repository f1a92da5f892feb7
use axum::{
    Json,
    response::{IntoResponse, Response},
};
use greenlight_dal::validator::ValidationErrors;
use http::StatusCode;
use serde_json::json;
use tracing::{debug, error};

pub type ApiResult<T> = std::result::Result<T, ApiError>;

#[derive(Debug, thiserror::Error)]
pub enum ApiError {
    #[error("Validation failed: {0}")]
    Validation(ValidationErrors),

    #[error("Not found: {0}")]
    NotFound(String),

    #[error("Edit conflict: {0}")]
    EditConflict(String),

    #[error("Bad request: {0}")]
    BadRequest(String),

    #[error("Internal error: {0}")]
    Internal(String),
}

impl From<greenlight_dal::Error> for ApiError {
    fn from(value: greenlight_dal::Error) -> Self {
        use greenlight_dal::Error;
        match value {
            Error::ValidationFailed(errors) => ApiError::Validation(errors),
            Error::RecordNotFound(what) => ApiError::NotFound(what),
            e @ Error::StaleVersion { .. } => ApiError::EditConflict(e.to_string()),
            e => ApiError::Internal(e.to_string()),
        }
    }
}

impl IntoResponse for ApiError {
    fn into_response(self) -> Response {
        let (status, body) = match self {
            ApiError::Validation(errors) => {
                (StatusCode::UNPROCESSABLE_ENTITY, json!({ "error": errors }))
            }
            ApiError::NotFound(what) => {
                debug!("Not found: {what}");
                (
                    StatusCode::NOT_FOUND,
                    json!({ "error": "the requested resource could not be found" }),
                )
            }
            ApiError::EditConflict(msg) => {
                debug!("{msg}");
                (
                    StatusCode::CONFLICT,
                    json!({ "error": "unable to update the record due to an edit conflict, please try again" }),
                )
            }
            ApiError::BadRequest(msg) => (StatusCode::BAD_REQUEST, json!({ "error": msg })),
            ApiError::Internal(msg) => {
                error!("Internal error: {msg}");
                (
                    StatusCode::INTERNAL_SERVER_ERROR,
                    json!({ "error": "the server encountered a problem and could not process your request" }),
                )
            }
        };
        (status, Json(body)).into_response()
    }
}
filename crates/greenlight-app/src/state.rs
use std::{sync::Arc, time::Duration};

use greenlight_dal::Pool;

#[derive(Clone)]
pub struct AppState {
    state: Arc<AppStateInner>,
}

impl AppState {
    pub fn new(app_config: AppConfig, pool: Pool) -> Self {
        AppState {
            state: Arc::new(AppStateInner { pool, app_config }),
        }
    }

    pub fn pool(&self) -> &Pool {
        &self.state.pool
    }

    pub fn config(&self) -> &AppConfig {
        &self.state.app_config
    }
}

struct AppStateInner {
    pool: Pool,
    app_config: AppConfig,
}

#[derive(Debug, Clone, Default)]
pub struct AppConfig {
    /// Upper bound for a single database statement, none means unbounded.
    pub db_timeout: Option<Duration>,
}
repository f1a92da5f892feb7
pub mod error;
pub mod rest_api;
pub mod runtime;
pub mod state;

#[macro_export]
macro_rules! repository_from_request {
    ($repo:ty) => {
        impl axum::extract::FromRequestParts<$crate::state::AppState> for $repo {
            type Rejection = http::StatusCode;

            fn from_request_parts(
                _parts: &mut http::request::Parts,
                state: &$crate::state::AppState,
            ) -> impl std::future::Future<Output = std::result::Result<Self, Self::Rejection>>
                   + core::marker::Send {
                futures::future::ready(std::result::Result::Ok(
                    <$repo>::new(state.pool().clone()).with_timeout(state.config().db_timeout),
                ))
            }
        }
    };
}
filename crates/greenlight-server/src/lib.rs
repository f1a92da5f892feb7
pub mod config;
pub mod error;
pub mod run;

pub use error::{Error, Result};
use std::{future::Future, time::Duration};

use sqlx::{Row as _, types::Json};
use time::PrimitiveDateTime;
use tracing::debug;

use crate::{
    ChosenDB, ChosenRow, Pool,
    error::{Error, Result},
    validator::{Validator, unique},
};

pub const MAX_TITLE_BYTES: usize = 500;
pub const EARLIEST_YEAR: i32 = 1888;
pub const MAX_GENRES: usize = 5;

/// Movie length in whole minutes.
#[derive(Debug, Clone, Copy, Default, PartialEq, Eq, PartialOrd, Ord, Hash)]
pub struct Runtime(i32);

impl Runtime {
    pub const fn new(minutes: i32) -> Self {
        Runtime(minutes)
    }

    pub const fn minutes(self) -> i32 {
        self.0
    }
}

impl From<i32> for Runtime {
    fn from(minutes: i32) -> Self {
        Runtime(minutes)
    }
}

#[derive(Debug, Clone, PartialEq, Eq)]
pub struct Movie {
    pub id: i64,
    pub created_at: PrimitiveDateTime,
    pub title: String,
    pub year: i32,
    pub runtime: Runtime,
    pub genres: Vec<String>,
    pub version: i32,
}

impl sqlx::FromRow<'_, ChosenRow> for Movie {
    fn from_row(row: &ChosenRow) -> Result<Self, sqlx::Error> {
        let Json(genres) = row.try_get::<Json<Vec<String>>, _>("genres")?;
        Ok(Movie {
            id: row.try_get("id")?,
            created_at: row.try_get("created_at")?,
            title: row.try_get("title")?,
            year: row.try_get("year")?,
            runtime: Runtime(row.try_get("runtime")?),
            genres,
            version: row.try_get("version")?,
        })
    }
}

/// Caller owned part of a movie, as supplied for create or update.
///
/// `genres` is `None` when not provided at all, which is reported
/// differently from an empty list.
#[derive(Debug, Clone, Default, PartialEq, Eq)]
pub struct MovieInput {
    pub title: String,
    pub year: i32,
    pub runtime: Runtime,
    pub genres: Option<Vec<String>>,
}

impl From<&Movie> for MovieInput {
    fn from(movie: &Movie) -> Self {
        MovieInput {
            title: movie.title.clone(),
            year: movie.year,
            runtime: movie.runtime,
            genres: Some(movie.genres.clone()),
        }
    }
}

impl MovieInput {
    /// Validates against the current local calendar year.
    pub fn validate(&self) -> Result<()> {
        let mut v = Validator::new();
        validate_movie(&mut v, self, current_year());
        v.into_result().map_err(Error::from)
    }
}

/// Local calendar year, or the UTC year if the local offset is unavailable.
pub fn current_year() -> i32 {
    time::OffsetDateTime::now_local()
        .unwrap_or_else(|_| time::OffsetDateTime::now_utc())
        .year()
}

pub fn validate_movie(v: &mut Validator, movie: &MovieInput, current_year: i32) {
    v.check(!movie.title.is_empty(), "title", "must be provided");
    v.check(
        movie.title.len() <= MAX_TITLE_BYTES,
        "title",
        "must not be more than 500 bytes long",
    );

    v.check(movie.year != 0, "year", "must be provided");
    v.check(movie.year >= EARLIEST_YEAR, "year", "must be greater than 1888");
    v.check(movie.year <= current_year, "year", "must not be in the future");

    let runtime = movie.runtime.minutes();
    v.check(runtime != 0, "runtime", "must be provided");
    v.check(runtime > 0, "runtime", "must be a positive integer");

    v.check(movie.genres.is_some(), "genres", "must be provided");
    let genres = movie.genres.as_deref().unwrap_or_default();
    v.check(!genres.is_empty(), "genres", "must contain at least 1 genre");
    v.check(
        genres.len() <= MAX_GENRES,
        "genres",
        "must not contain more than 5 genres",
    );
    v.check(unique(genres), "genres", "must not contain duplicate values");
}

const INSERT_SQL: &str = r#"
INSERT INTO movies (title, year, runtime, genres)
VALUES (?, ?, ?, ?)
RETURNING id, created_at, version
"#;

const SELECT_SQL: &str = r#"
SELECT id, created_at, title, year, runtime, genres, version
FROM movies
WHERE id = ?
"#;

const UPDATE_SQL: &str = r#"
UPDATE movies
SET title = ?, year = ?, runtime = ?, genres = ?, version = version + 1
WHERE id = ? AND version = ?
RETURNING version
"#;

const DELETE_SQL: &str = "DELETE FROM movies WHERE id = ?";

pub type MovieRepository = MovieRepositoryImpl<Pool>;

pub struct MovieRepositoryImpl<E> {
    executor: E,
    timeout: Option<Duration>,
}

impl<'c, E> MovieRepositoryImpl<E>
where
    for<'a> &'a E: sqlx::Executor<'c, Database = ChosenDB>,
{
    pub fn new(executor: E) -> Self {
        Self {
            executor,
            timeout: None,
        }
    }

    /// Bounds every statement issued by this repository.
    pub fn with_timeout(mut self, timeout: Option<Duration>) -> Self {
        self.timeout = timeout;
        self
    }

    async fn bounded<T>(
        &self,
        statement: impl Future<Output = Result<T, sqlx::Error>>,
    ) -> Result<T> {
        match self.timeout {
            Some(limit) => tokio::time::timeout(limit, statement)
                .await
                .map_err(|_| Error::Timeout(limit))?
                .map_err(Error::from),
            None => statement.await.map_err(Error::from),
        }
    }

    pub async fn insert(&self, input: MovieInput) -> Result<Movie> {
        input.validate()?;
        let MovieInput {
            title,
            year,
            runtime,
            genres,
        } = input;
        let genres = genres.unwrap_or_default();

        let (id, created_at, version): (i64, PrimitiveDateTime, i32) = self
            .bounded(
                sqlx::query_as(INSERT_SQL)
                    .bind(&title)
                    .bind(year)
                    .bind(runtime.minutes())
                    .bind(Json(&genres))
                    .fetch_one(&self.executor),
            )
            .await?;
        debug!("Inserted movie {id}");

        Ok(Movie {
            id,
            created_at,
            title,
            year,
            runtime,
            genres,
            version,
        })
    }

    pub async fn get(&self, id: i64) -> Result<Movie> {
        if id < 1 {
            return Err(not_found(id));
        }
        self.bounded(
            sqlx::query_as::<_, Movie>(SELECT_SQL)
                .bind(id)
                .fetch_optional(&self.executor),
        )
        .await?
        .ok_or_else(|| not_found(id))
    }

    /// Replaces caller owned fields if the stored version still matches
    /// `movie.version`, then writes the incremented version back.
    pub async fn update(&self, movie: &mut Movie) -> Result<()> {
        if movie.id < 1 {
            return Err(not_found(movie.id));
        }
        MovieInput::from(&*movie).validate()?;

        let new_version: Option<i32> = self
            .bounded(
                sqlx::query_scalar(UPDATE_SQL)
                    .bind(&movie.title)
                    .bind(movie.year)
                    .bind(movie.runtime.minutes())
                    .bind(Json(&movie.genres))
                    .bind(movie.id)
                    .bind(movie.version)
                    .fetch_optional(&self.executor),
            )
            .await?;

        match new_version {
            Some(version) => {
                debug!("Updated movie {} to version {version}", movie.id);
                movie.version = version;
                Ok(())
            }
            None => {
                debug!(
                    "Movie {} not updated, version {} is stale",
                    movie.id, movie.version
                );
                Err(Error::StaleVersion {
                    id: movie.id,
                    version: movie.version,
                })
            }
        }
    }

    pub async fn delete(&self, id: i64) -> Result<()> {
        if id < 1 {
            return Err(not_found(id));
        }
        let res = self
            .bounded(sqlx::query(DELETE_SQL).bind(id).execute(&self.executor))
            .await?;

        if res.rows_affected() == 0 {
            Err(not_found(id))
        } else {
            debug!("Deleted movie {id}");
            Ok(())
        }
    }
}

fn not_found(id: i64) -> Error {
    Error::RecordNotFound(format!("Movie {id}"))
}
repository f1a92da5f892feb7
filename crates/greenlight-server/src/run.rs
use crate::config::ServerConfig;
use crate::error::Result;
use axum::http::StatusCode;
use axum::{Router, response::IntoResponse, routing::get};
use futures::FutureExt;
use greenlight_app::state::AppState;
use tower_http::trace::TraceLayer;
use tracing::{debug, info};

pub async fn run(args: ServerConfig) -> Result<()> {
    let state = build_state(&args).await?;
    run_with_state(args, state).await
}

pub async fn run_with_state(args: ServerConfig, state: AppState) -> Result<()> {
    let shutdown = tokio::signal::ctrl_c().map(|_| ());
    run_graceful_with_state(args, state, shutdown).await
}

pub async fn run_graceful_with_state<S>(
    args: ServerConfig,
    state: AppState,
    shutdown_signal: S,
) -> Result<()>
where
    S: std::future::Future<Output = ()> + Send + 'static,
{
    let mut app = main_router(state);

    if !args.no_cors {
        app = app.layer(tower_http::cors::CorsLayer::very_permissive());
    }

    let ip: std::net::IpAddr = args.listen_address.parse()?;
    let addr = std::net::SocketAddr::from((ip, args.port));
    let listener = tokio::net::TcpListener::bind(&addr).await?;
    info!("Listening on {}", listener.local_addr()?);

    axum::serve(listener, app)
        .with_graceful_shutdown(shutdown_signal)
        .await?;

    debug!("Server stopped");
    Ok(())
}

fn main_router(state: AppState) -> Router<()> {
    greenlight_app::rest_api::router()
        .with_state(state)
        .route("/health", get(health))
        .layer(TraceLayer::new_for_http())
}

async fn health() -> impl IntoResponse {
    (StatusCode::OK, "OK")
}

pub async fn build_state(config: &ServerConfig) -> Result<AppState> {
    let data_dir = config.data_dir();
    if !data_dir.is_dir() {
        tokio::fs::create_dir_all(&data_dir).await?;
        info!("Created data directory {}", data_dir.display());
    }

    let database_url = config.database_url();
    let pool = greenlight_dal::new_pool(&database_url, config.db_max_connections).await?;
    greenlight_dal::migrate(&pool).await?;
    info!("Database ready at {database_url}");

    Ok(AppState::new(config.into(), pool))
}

---------------

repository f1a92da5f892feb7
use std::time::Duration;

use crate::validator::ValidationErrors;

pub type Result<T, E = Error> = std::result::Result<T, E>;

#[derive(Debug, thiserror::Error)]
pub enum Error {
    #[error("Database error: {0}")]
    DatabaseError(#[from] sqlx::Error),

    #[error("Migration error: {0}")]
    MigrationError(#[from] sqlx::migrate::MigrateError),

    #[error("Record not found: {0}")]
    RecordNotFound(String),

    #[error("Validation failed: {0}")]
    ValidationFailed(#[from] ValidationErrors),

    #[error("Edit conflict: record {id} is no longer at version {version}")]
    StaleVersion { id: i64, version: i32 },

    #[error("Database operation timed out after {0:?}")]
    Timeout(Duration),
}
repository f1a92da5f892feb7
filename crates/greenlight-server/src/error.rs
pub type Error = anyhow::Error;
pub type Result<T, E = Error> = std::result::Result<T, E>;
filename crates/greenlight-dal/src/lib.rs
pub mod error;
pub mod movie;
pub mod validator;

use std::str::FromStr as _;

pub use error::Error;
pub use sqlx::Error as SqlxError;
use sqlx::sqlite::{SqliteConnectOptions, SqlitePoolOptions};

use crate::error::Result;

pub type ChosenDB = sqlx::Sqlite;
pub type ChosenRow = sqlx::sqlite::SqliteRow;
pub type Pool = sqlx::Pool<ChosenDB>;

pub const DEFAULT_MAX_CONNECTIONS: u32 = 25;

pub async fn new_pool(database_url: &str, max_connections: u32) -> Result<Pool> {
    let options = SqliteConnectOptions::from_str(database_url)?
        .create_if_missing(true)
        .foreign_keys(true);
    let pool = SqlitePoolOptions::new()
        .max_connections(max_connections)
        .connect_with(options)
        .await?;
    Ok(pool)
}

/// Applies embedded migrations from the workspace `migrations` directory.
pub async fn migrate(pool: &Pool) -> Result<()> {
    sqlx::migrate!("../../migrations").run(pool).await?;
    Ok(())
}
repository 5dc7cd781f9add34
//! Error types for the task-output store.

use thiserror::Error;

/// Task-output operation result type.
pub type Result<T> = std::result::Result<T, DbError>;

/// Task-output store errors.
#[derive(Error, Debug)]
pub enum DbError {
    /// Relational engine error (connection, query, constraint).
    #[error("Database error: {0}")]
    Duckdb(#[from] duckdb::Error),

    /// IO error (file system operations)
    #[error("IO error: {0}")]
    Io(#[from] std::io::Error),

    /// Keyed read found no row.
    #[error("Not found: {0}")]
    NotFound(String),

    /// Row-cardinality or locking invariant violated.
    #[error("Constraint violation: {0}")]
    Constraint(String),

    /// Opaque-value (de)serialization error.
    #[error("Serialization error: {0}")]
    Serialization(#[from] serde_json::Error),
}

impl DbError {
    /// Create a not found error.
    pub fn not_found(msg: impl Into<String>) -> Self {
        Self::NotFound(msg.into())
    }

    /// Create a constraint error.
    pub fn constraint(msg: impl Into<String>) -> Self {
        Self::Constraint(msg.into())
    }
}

---------------

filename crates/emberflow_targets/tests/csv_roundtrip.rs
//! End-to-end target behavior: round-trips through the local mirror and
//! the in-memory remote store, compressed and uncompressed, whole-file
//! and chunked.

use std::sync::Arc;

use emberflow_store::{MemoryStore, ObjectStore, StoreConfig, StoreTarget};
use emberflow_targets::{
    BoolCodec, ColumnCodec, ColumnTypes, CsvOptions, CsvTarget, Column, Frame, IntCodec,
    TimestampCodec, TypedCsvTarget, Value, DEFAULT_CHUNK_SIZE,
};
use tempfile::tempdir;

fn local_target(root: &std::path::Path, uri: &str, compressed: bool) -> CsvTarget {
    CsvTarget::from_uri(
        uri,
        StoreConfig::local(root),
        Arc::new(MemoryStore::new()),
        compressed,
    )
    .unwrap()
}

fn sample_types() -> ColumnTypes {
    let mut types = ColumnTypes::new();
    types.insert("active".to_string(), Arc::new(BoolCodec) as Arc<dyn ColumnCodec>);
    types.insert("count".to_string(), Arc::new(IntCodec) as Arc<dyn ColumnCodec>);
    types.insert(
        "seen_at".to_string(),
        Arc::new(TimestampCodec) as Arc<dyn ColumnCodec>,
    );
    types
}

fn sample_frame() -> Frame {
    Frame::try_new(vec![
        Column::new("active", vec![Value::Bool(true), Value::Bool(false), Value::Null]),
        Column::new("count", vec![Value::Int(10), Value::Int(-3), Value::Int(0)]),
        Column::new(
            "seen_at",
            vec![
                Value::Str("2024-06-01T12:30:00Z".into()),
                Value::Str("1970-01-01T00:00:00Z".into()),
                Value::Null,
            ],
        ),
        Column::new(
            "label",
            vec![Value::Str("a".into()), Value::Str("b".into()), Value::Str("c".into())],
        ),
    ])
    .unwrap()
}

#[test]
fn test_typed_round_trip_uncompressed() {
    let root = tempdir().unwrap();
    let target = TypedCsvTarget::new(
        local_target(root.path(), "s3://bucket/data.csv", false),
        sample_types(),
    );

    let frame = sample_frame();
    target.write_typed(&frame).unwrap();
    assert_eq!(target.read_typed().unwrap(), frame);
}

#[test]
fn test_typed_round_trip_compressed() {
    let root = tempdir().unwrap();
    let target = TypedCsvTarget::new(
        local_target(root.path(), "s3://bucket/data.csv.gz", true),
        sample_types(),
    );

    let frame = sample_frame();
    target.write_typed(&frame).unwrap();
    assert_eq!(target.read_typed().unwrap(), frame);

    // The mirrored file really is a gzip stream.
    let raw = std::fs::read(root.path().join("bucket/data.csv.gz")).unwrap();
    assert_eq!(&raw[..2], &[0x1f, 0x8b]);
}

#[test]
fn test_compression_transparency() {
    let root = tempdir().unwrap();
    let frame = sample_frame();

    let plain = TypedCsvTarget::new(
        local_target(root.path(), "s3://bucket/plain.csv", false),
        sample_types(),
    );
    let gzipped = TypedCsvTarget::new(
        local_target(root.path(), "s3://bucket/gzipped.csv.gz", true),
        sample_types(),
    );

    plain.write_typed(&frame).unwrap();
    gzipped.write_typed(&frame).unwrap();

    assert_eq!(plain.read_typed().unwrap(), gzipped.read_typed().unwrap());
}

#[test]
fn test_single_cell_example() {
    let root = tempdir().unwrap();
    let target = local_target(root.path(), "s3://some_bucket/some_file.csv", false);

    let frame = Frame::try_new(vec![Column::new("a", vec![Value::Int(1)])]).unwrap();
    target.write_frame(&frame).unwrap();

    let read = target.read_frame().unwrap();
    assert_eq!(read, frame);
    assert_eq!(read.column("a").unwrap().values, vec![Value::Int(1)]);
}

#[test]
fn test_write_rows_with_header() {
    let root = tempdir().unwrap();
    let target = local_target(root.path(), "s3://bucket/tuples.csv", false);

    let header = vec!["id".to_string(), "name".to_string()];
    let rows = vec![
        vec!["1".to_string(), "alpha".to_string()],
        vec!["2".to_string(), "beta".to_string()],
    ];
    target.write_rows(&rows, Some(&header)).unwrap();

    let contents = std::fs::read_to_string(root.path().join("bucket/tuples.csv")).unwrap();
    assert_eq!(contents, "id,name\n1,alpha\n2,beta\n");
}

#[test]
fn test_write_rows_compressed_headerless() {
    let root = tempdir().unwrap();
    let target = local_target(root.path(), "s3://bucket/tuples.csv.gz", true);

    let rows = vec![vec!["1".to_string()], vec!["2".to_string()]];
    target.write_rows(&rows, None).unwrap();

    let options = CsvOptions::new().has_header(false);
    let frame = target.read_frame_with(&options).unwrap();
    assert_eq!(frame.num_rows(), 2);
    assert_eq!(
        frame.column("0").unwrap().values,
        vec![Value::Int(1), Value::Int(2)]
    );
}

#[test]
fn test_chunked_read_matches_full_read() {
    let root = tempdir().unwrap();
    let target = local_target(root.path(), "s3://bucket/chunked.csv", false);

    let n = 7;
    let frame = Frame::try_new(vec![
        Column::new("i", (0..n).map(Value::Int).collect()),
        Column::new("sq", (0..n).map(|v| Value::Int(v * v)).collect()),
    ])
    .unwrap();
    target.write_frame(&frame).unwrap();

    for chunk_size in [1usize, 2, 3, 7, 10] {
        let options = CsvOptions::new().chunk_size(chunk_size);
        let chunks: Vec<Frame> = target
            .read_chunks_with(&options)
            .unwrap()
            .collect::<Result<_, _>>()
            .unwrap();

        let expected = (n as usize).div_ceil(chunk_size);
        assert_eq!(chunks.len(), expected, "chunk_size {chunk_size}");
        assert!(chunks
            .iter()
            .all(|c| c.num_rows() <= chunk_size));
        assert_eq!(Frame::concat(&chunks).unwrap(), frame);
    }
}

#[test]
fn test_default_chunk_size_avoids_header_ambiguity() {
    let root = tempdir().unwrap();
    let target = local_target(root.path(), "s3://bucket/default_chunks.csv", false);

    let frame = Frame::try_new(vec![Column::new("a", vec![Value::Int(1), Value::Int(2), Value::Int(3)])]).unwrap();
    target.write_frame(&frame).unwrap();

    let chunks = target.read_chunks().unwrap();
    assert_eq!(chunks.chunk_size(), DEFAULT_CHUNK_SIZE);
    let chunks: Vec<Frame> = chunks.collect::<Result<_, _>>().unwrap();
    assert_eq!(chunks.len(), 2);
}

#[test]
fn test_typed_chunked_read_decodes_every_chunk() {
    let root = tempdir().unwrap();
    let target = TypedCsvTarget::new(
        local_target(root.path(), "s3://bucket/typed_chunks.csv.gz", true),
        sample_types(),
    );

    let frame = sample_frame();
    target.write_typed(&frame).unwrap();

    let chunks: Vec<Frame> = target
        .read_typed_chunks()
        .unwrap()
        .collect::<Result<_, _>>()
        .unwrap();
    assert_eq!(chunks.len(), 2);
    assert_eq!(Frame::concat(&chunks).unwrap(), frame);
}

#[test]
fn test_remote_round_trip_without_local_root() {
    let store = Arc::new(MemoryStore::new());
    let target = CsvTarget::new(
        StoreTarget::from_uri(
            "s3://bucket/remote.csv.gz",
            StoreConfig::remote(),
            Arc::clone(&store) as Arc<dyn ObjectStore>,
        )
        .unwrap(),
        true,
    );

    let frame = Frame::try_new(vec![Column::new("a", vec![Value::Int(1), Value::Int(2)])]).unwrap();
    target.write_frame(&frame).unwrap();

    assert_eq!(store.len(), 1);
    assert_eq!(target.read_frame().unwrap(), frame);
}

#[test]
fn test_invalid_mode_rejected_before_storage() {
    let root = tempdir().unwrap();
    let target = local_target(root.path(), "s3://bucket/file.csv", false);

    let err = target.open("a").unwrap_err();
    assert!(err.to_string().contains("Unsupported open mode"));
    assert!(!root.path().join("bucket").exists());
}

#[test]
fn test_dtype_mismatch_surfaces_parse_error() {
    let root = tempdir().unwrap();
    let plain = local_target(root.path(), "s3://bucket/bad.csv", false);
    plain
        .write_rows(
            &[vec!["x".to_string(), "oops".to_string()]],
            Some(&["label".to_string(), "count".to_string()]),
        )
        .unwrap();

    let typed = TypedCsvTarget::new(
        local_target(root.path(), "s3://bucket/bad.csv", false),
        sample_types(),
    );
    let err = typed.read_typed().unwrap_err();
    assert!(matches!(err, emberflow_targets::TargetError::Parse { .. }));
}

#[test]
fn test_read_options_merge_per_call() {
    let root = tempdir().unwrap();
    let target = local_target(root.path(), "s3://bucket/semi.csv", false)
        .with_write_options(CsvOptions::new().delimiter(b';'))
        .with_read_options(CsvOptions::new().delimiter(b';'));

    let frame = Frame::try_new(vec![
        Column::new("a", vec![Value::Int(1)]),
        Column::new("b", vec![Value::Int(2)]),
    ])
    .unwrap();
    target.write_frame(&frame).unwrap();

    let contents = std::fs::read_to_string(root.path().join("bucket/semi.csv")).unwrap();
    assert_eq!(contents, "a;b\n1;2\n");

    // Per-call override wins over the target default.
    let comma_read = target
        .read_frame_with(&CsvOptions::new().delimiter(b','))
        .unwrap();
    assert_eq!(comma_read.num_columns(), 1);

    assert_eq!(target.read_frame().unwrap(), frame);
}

---------------

◆ **Directions**: Which of the lines in the data hold the string "alpha"? Report each of them by copying it.

◆ **Answer section**:
        vec!["1".to_string(), "alpha".to_string()],
    assert_eq!(contents, "id,name\n1,alpha\n2,beta\n");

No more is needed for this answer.